- SOURCE DATA
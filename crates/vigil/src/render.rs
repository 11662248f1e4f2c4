//! Turning watch events into printable lines.
//!
//! Text output prefixes each daemon line with the local time it arrived.
//! JSON output emits one object per line for piping into other tools.

use chrono::{DateTime, Local};
use serde::Serialize;
use vigil_protocol::MonitorMessage;

use crate::client::WatchEvent;
use crate::error::Result;

const TIMESTAMP_FORMAT: &str = "%Y-%m-%d %H:%M:%S";

/// How the watch command prints events.
#[derive(Debug, Clone, Copy, PartialEq, Eq, Default)]
pub enum OutputFormat {
    /// `[timestamp] line` as received
    #[default]
    Text,
    /// One JSON object per line
    Json,
}

#[derive(Serialize)]
struct JsonRecord<'a> {
    received_at: &'a DateTime<Local>,
    #[serde(skip_serializing_if = "Option::is_none")]
    message: Option<&'a MonitorMessage>,
    #[serde(skip_serializing_if = "Option::is_none")]
    raw: Option<&'a str>,
}

/// Renders one event, or `None` for events that carry no daemon line.
///
/// Connection changes are left to the log.
pub fn render(event: &WatchEvent, format: OutputFormat) -> Result<Option<String>> {
    let record = match event {
        WatchEvent::Message {
            received_at,
            message,
        } => JsonRecord {
            received_at,
            message: Some(message),
            raw: None,
        },
        WatchEvent::Unparsed { received_at, line } => JsonRecord {
            received_at,
            message: None,
            raw: Some(line.as_str()),
        },
        WatchEvent::Connected { .. } | WatchEvent::Disconnected => return Ok(None),
    };

    let rendered = match format {
        OutputFormat::Json => serde_json::to_string(&record)?,
        OutputFormat::Text => {
            let stamp = record.received_at.format(TIMESTAMP_FORMAT);
            let body = record
                .message
                .map(ToString::to_string)
                .or_else(|| record.raw.map(str::to_string))
                .unwrap_or_default();
            format!("[{stamp}] {body}")
        }
    };

    Ok(Some(rendered))
}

- ACTIVITY
Copy every line of the records above that holds the word "Option".

- FINISHED EXERCISE
    #[serde(skip_serializing_if = "Option::is_none")]
    message: Option<&'a MonitorMessage>,
    #[serde(skip_serializing_if = "Option::is_none")]
    raw: Option<&'a str>,
pub fn render(event: &WatchEvent, format: OutputFormat) -> Result<Option<String>> {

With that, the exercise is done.